LA SSIS – La Ssis è nata nel 1990 in risposta agli accordi europei stipulati a Lisbona come evoluzione della formazione della professione docente in Europa. Per frequentarla in Italia occorre sostenere un test di ammissione, che consiste nel superamento delle prove formulate in base alle classi di concorso per cui si vuole ottenere l'abilitazione. I test della prova di ingresso alle Ssis vertono sui programmi ministeriali dell'ultimo concorso a cattedre, che risale al 1999. La durata della scuola di specializzazione per l'insegnamento è di due anni; i corsi prevedono un monte di 1.200 ore, di cui 400 di tirocinio presso un «insegnante accogliente» all'interno di una scuola. Poi nel suddetto biennio si devono sostenere 35 esami. Il costo per frequentare la Ssis è di 5mila euro.

IN FRANCIA SI CHIAMA CAPES - «In Europa è diverso - sottolinea Marcello Pacifico, presidente dell'Anief, l'Associazione nazionale insegnanti ed educatori di formazione -. In Francia, per esempio, la Ssis si chiama Capes e l'accesso garantisce dopo un duro periodo di tirocinio, il diretto passaggio al ruolo dell'insegnante, ponendo fine al problema del precariato. In Italia, invece, la Ssis non riesce a legare il reclutamento alla formazione per logiche politico-sindadali, impedendo di fatto un percorso logico».

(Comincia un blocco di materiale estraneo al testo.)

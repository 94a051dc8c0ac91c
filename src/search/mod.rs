//! Search strategies that generate braids meeting a target.
//!
//! Each strategy proposes braids and scores them through a shared
//! [`Evaluator`]; the evaluator enforces the budget and collects solutions,
//! so a strategy only decides *what* to try next.

pub mod anneal;
pub mod curiosity;
pub mod genetic;
pub mod mcts;
pub mod random;
pub mod replay;
pub mod tpe;

use std::fmt;
use std::str::FromStr;
use std::time::Instant;

use rand::rngs::StdRng;
use rand::{Rng, SeedableRng};
use serde::{Deserialize, Serialize};
use statrs::statistics::{Data, Median, Statistics};

use crate::braid::moves::MoveWeights;
use crate::braid::Braid;
use crate::error::{Error, Result};
use crate::target::evaluator::Solution;
use crate::target::Evaluator;

pub use anneal::{AnnealConfig, Annealing};
pub use curiosity::{Curiosity, CuriosityConfig, SignatureModel};
pub use genetic::{Genetic, GeneticConfig};
pub use mcts::{Mcts, MctsConfig};
pub use random::RandomSearch;
pub use replay::{ReplayBuffer, Transition};
pub use tpe::{Tpe, TpeConfig};

/// Shape of the braids every strategy explores.
#[derive(Clone, Debug, PartialEq, Serialize, Deserialize)]
#[serde(default)]
pub struct SearchConfig {
    /// Evaluation budget.
    pub budget: usize,
    pub seed: u64,
    /// Stop early after this many distinct solutions.
    pub max_solutions: usize,
    pub strands: usize,
    pub min_length: usize,
    pub max_length: usize,
    /// Energy per crossing.
    pub length_penalty: f64,
}

impl Default for SearchConfig {
    fn default() -> Self {
        Self {
            budget: 20_000,
            seed: 0,
            max_solutions: 5,
            strands: 3,
            min_length: 2,
            max_length: 16,
            length_penalty: 0.01,
        }
    }
}

impl SearchConfig {
    /// A random word with length drawn uniformly from the configured range.
    pub fn random_braid<R: Rng + ?Sized>(&self, rng: &mut R) -> Braid {
        let (lo, hi) = self.length_range();
        let len = rng.gen_range(lo..=hi);
        Braid::random(self.strands, len, rng)
    }

    /// (min, max) with min ≤ max and max ≥ 1.
    pub fn length_range(&self) -> (usize, usize) {
        let hi = self.max_length.max(1);
        (self.min_length.min(hi), hi)
    }

    pub fn move_weights(&self) -> MoveWeights {
        MoveWeights::default()
    }
}

/// A generation strategy.
pub trait Strategy {
    fn name(&self) -> &'static str;

    /// Run until the evaluator is exhausted. Returns the best energy seen
    /// after each iteration.
    fn run(&mut self, evaluator: &Evaluator, rng: &mut StdRng) -> Vec<f64>;
}

#[derive(Clone, Copy, Debug, PartialEq, Eq, Serialize, Deserialize)]
#[serde(rename_all = "lowercase")]
pub enum StrategyKind {
    Random,
    Anneal,
    Genetic,
    Mcts,
    Tpe,
}

impl StrategyKind {
    pub const ALL: [StrategyKind; 5] = [
        StrategyKind::Random,
        StrategyKind::Anneal,
        StrategyKind::Genetic,
        StrategyKind::Mcts,
        StrategyKind::Tpe,
    ];

    pub fn name(self) -> &'static str {
        match self {
            StrategyKind::Random => "random",
            StrategyKind::Anneal => "anneal",
            StrategyKind::Genetic => "genetic",
            StrategyKind::Mcts => "mcts",
            StrategyKind::Tpe => "tpe",
        }
    }
}

impl FromStr for StrategyKind {
    type Err = Error;

    fn from_str(s: &str) -> Result<Self> {
        match s.to_ascii_lowercase().as_str() {
            "random" => Ok(StrategyKind::Random),
            "anneal" | "annealing" | "sa" => Ok(StrategyKind::Anneal),
            "genetic" | "ga" => Ok(StrategyKind::Genetic),
            "mcts" => Ok(StrategyKind::Mcts),
            "tpe" | "bayes" => Ok(StrategyKind::Tpe),
            _ => Err(Error::UnknownStrategy(s.to_string())),
        }
    }
}

impl fmt::Display for StrategyKind {
    fn fmt(&self, f: &mut fmt::Formatter<'_>) -> fmt::Result {
        f.write_str(self.name())
    }
}

/// Per-strategy settings, one section each in the config file.
#[derive(Clone, Debug, Default, PartialEq, Serialize, Deserialize)]
#[serde(default)]
pub struct StrategyConfigs {
    pub anneal: AnnealConfig,
    pub genetic: GeneticConfig,
    pub mcts: MctsConfig,
    pub tpe: TpeConfig,
}

/// Instantiate a strategy. `curiosity` is only used by MCTS.
pub fn build_strategy(
    kind: StrategyKind,
    search: &SearchConfig,
    configs: &StrategyConfigs,
    curiosity: Curiosity,
) -> Box<dyn Strategy> {
    match kind {
        StrategyKind::Random => Box::new(RandomSearch::new(search.clone())),
        StrategyKind::Anneal => Box::new(Annealing::new(search.clone(), configs.anneal.clone())),
        StrategyKind::Genetic => Box::new(Genetic::new(search.clone(), configs.genetic.clone())),
        StrategyKind::Mcts => Box::new(Mcts::new(
            search.clone(),
            configs.mcts.clone(),
            curiosity,
        )),
        StrategyKind::Tpe => Box::new(Tpe::new(search.clone(), configs.tpe.clone())),
    }
}

/// Summary statistics of a run's energy history.
#[derive(Clone, Debug, Default, PartialEq, Serialize, Deserialize)]
pub struct EnergyStats {
    pub min: f64,
    pub mean: f64,
    pub median: f64,
    pub std_dev: f64,
}

impl EnergyStats {
    /// Statistics over the finite entries; `None` if there are none.
    pub fn from_history(history: &[f64]) -> Option<Self> {
        let finite: Vec<f64> = history.iter().copied().filter(|e| e.is_finite()).collect();
        if finite.is_empty() {
            return None;
        }
        let std_dev = if finite.len() > 1 {
            Statistics::std_dev(&finite)
        } else {
            0.0
        };
        Some(Self {
            min: finite.iter().copied().fold(f64::INFINITY, f64::min),
            mean: Statistics::mean(&finite),
            median: Data::new(finite.clone()).median(),
            std_dev,
        })
    }
}

/// Result of a search run.
#[derive(Clone, Debug, Serialize, Deserialize)]
pub struct SearchOutcome {
    pub strategy: StrategyKind,
    pub target: String,
    pub solutions: Vec<Solution>,
    pub best: Option<Braid>,
    pub best_energy: f64,
    pub evaluations: usize,
    pub computed: usize,
    /// Best energy after each iteration.
    pub history: Vec<f64>,
    pub stats: Option<EnergyStats>,
    pub elapsed_ms: u64,
}

impl SearchOutcome {
    pub fn solved(&self) -> bool {
        !self.solutions.is_empty()
    }
}

/// Run one strategy to exhaustion of `evaluator`.
pub fn run_search(
    kind: StrategyKind,
    search: &SearchConfig,
    configs: &StrategyConfigs,
    curiosity: Curiosity,
    evaluator: &Evaluator,
) -> SearchOutcome {
    let mut rng = StdRng::seed_from_u64(search.seed);
    let mut strategy = build_strategy(kind, search, configs, curiosity);
    tracing::info!(
        strategy = strategy.name(),
        target = %evaluator.target(),
        budget = evaluator.budget(),
        "search started"
    );
    let start = Instant::now();
    let history = strategy.run(evaluator, &mut rng);
    let elapsed_ms = start.elapsed().as_millis() as u64;

    let best = evaluator.best();
    let outcome = SearchOutcome {
        strategy: kind,
        target: evaluator.target().to_string(),
        solutions: evaluator.solutions(),
        best_energy: best.as_ref().map_or(f64::INFINITY, |(e, _)| *e),
        best: best.map(|(_, b)| b),
        evaluations: evaluator.evaluations(),
        computed: evaluator.computed(),
        stats: EnergyStats::from_history(&history),
        history,
        elapsed_ms,
    };
    tracing::info!(
        solutions = outcome.solutions.len(),
        best_energy = outcome.best_energy,
        evaluations = outcome.evaluations,
        elapsed_ms,
        "search finished"
    );
    outcome
}
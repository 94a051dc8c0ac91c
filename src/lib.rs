//! Generate knots and links, as closed braids, whose invariants match a
//! prescribed target.
//!
//! ```ignore
//! let inv = knotgen::invariants_of("1 -2 1 -2", &InvariantSet::default())?;
//! assert_eq!(inv.determinant, 5);
//!
//! let outcome = knotgen::generate("components=1; signature=-4", StrategyKind::Anneal, &Config::default())?;
//! ```

pub mod braid;
pub mod config;
pub mod diagnostic;
pub mod error;
pub mod invariant;
pub mod neural;
pub mod poly;
pub mod search;
pub mod span;
pub mod target;

pub use braid::{Braid, Generator};
pub use config::Config;
pub use error::{Error, Result};
pub use invariant::{InvariantSet, Invariants};
pub use poly::LaurentPoly;
pub use search::{SearchOutcome, StrategyKind};
pub use target::{Evaluator, Target};

use search::Curiosity;

/// Parse a braid word and compute its invariants.
pub fn invariants_of(text: &str, set: &InvariantSet) -> Result<Invariants> {
    let braid = braid::notation::parse_braid(text)?;
    invariant::compute(&braid, set)
}

/// Run one strategy against a target written in the target language.
pub fn generate(target: &str, strategy: StrategyKind, config: &Config) -> Result<SearchOutcome> {
    let target = Target::parse(target)?
        .with_weights(config.weights.clone())
        .with_length_penalty(config.search.length_penalty);
    let evaluator = Evaluator::new(
        target,
        config.invariants,
        config.search.budget,
        config.search.max_solutions,
    );
    let curiosity = Curiosity::new(config.curiosity.clone());
    Ok(search::run_search(
        strategy,
        &config.search,
        &config.strategies,
        curiosity,
        &evaluator,
    ))
}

ONDATA DI PRECARI: 12MILA – Ad oggi la «guerra dei poveri della lavagna» conta 80mila disoccupati provenienti dalla Ssis, di cui quasi 12mila iscritti al biennio 2007-2009: sono attualmente sui banchi e stanno frequentando il IX ciclo. Ma proprio loro rischiano di veder vanificati i loro sforzi perché potrebbero non essere inseriti nelle graduatorie. Queste ultime, infatti, sono state chiuse con l'ultima Finanziaria e trasformate in graduatorie «ad esaurimento». E proprio questo negherebbe l'accesso agli studenti che ancora devono sostenere l'esame di stato finale. Il condizionale è d'obbligo perché da più parti si era ipotizzato un provvedimento ad hoc per cercare di risolvere la loro situazione facendoli uscire da questa sorta di limbo legislativo. Ma ad oggi nessuna soluzione è ancora stata individuata.

«BISOGNEREBBE SCRIVERE UN ROMANZO» - «In effetti, non sappiamo se i 12mila sissini che stanno frequentando i corsi in tutta Italia verranno iscritti nelle prossime graduatorie – ci racconta Giovanni Gobber, direttore della Ssis della Cattolica a Milano –. Nella sola Lombardia si contano 1.800 frequentanti, di cui 450 sono iscritti proprio qui da noi. Il problema in Italia è che manca la cultura del reclutamento e si vuole salvare tutti per non scontentare nessuno. Al riguardo bisognerebbe scrivere un romanzo e quest'ultimo congelamento legislativo dei 12mila frequentanti è dovuto al fatto che manca una pianificazione seria. La maggior parte degli iscritti la mattina insegna, in forma precaria, in qualche scuola e al pomeriggio svolge una parte dello stage previsto dal corso per imparare a insegnare».

«UNA TRUFFA DA 5MILA EURO» - Dalla collaborazione tra le università e la scuola, si formano gli insegnanti, questi, spesso sono giovani e neolaureati. «È una truffa da 5mila euro biennali – chiosa Pacifico – perché non si possono formare insegnanti specializzati per poi lasciarli disoccupati».